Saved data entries
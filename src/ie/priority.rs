//! Priority Information Element.
//!
//! Per 3GPP TS 29.244 Section 8.2.141, indicates the priority for access forwarding.

use crate::error::PfcpError;
use crate::ie::{Ie, IeType};

/// Priority values per 3GPP TS 29.244.
#[derive(Debug, Clone, Copy, PartialEq, Eq)]
#[repr(u8)]
pub enum Priority {
    Active = 0,
    Standby = 1,
    NoPriority = 2,
    High = 3,
}

impl Priority {
    pub fn marshal(&self) -> [u8; 1] {
        [*self as u8]
    }

    pub fn unmarshal(data: &[u8]) -> Result<Self, PfcpError> {
        if data.is_empty() {
            return Err(PfcpError::invalid_length(
                "Priority",
                IeType::Priority,
                1,
                0,
            ));
        }
        match data[0] & 0x0F {
            0 => Ok(Priority::Active),
            1 => Ok(Priority::Standby),
            2 => Ok(Priority::NoPriority),
            3 => Ok(Priority::High),
            v => Err(PfcpError::invalid_value(
                "Priority",
                v.to_string(),
                "must be 0-3",
            )),
        }
    }

    pub fn to_ie(&self) -> Ie {
        Ie::new(IeType::Priority, self.marshal().to_vec())
    }
}

#[cfg(test)]
mod tests {
    use super::*;

    #[test]
    fn test_marshal_unmarshal() {
        for p in [
            Priority::Active,
            Priority::Standby,
            Priority::NoPriority,
            Priority::High,
        ] {
            let parsed = Priority::unmarshal(&p.marshal()).unwrap();
            assert_eq!(parsed, p);
        }
    }

    #[test]
    fn test_unmarshal_empty() {
        assert!(matches!(
            Priority::unmarshal(&[]),
            Err(PfcpError::InvalidLength { .. })
        ));
    }

    #[test]
    fn test_unmarshal_invalid() {
        assert!(matches!(
            Priority::unmarshal(&[10]),
            Err(PfcpError::InvalidValue { .. })
        ));
    }

    #[test]
    fn test_to_ie() {
        assert_eq!(Priority::Active.to_ie().ie_type, IeType::Priority);
    }
}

## Directions
Go through the entries above and copy each line with "crate" in it.

## Solution to this task
use crate::error::PfcpError;
use crate::ie::{Ie, IeType};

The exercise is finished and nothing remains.